_AIM OF THE EXERCISE_:
The response should consist of every line below, unchanged.

DATA FOR THIS TASK section start

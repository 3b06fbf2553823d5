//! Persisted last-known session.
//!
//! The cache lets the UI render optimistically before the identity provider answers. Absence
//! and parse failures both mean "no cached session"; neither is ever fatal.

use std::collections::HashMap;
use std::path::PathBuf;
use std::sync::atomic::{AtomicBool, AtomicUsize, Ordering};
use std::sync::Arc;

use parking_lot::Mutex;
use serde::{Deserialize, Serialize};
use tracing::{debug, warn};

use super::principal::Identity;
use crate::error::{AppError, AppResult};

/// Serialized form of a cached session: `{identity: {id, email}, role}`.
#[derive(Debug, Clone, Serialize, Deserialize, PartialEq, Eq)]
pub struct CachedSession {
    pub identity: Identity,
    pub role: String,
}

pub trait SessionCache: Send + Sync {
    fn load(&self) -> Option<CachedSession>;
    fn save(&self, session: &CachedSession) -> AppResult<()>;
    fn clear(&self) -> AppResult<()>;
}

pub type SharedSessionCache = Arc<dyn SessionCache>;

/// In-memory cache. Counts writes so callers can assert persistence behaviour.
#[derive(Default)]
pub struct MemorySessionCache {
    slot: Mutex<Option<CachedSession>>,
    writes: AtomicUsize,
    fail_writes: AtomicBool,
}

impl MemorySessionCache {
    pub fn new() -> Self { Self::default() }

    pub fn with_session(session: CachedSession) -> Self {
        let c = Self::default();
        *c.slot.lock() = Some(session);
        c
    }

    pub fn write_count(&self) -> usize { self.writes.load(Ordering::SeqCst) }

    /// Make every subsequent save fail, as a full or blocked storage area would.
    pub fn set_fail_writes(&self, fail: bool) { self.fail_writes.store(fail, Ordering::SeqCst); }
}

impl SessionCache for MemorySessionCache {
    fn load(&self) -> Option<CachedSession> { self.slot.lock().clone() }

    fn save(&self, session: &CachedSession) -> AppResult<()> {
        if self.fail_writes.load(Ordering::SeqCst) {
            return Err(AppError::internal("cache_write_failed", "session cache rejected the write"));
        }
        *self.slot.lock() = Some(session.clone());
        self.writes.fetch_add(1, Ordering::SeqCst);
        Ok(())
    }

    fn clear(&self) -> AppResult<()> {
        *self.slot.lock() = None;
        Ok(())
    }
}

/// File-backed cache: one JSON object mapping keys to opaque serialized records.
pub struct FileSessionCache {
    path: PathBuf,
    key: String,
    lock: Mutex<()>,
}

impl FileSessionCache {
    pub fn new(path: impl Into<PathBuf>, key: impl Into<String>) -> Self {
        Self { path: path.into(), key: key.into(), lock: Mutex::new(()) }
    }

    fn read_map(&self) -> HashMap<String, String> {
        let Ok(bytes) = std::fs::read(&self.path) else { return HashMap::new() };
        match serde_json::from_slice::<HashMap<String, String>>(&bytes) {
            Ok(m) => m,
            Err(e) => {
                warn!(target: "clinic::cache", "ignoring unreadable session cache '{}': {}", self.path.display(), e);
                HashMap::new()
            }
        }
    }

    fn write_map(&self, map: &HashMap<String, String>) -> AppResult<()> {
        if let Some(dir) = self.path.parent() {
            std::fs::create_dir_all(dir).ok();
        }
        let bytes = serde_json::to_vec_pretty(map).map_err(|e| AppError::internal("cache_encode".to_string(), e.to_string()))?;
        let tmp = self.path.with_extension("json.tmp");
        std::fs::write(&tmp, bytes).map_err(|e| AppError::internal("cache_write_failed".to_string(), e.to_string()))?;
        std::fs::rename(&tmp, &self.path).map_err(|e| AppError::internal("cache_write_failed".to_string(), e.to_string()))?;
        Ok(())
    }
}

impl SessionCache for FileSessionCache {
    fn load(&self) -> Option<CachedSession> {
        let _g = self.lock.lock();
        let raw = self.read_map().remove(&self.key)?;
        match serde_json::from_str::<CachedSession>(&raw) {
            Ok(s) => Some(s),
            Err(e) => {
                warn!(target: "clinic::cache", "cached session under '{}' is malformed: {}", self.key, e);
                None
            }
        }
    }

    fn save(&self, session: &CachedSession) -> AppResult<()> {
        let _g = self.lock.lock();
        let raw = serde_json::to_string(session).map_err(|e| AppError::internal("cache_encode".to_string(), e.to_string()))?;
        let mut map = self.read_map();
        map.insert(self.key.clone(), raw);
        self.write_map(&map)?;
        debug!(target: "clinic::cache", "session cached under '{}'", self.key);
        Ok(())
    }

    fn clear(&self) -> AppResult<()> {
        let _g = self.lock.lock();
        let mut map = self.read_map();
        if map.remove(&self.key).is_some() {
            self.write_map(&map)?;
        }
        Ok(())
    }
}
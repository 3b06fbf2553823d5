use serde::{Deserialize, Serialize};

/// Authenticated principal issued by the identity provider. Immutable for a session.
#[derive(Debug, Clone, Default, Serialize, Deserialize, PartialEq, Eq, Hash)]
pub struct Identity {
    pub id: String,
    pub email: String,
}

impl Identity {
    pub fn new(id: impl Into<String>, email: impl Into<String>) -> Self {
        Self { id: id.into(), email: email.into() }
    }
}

DATA FOR THIS TASK section end

_EXERCISE SOLUTION_:
repository 3b06fbf2553823d5
//! Persisted last-known session.
//!
//! The cache lets the UI render optimistically before the identity provider answers. Absence
//! and parse failures both mean "no cached session"; neither is ever fatal.

use std::collections::HashMap;
use std::path::PathBuf;
use std::sync::atomic::{AtomicBool, AtomicUsize, Ordering};
use std::sync::Arc;

use parking_lot::Mutex;
use serde::{Deserialize, Serialize};
use tracing::{debug, warn};

use super::principal::Identity;
use crate::error::{AppError, AppResult};

/// Serialized form of a cached session: `{identity: {id, email}, role}`.
#[derive(Debug, Clone, Serialize, Deserialize, PartialEq, Eq)]
pub struct CachedSession {
    pub identity: Identity,
    pub role: String,
}

pub trait SessionCache: Send + Sync {
    fn load(&self) -> Option<CachedSession>;
    fn save(&self, session: &CachedSession) -> AppResult<()>;
    fn clear(&self) -> AppResult<()>;
}

pub type SharedSessionCache = Arc<dyn SessionCache>;

/// In-memory cache. Counts writes so callers can assert persistence behaviour.
#[derive(Default)]
pub struct MemorySessionCache {
    slot: Mutex<Option<CachedSession>>,
    writes: AtomicUsize,
    fail_writes: AtomicBool,
}

impl MemorySessionCache {
    pub fn new() -> Self { Self::default() }

    pub fn with_session(session: CachedSession) -> Self {
        let c = Self::default();
        *c.slot.lock() = Some(session);
        c
    }

    pub fn write_count(&self) -> usize { self.writes.load(Ordering::SeqCst) }

    /// Make every subsequent save fail, as a full or blocked storage area would.
    pub fn set_fail_writes(&self, fail: bool) { self.fail_writes.store(fail, Ordering::SeqCst); }
}

impl SessionCache for MemorySessionCache {
    fn load(&self) -> Option<CachedSession> { self.slot.lock().clone() }

    fn save(&self, session: &CachedSession) -> AppResult<()> {
        if self.fail_writes.load(Ordering::SeqCst) {
            return Err(AppError::internal("cache_write_failed", "session cache rejected the write"));
        }
        *self.slot.lock() = Some(session.clone());
        self.writes.fetch_add(1, Ordering::SeqCst);
        Ok(())
    }

    fn clear(&self) -> AppResult<()> {
        *self.slot.lock() = None;
        Ok(())
    }
}

/// File-backed cache: one JSON object mapping keys to opaque serialized records.
pub struct FileSessionCache {
    path: PathBuf,
    key: String,
    lock: Mutex<()>,
}

impl FileSessionCache {
    pub fn new(path: impl Into<PathBuf>, key: impl Into<String>) -> Self {
        Self { path: path.into(), key: key.into(), lock: Mutex::new(()) }
    }

    fn read_map(&self) -> HashMap<String, String> {
        let Ok(bytes) = std::fs::read(&self.path) else { return HashMap::new() };
        match serde_json::from_slice::<HashMap<String, String>>(&bytes) {
            Ok(m) => m,
            Err(e) => {
                warn!(target: "clinic::cache", "ignoring unreadable session cache '{}': {}", self.path.display(), e);
                HashMap::new()
            }
        }
    }

    fn write_map(&self, map: &HashMap<String, String>) -> AppResult<()> {
        if let Some(dir) = self.path.parent() {
            std::fs::create_dir_all(dir).ok();
        }
        let bytes = serde_json::to_vec_pretty(map).map_err(|e| AppError::internal("cache_encode".to_string(), e.to_string()))?;
        let tmp = self.path.with_extension("json.tmp");
        std::fs::write(&tmp, bytes).map_err(|e| AppError::internal("cache_write_failed".to_string(), e.to_string()))?;
        std::fs::rename(&tmp, &self.path).map_err(|e| AppError::internal("cache_write_failed".to_string(), e.to_string()))?;
        Ok(())
    }
}

impl SessionCache for FileSessionCache {
    fn load(&self) -> Option<CachedSession> {
        let _g = self.lock.lock();
        let raw = self.read_map().remove(&self.key)?;
        match serde_json::from_str::<CachedSession>(&raw) {
            Ok(s) => Some(s),
            Err(e) => {
                warn!(target: "clinic::cache", "cached session under '{}' is malformed: {}", self.key, e);
                None
            }
        }
    }

    fn save(&self, session: &CachedSession) -> AppResult<()> {
        let _g = self.lock.lock();
        let raw = serde_json::to_string(session).map_err(|e| AppError::internal("cache_encode".to_string(), e.to_string()))?;
        let mut map = self.read_map();
        map.insert(self.key.clone(), raw);
        self.write_map(&map)?;
        debug!(target: "clinic::cache", "session cached under '{}'", self.key);
        Ok(())
    }

    fn clear(&self) -> AppResult<()> {
        let _g = self.lock.lock();
        let mut map = self.read_map();
        if map.remove(&self.key).is_some() {
            self.write_map(&map)?;
        }
        Ok(())
    }
}
repository 3b06fbf2553823d5
use serde::{Deserialize, Serialize};

/// Authenticated principal issued by the identity provider. Immutable for a session.
#[derive(Debug, Clone, Default, Serialize, Deserialize, PartialEq, Eq, Hash)]
pub struct Identity {
    pub id: String,
    pub email: String,
}

impl Identity {
    pub fn new(id: impl Into<String>, email: impl Into<String>) -> Self {
        Self { id: id.into(), email: email.into() }
    }
}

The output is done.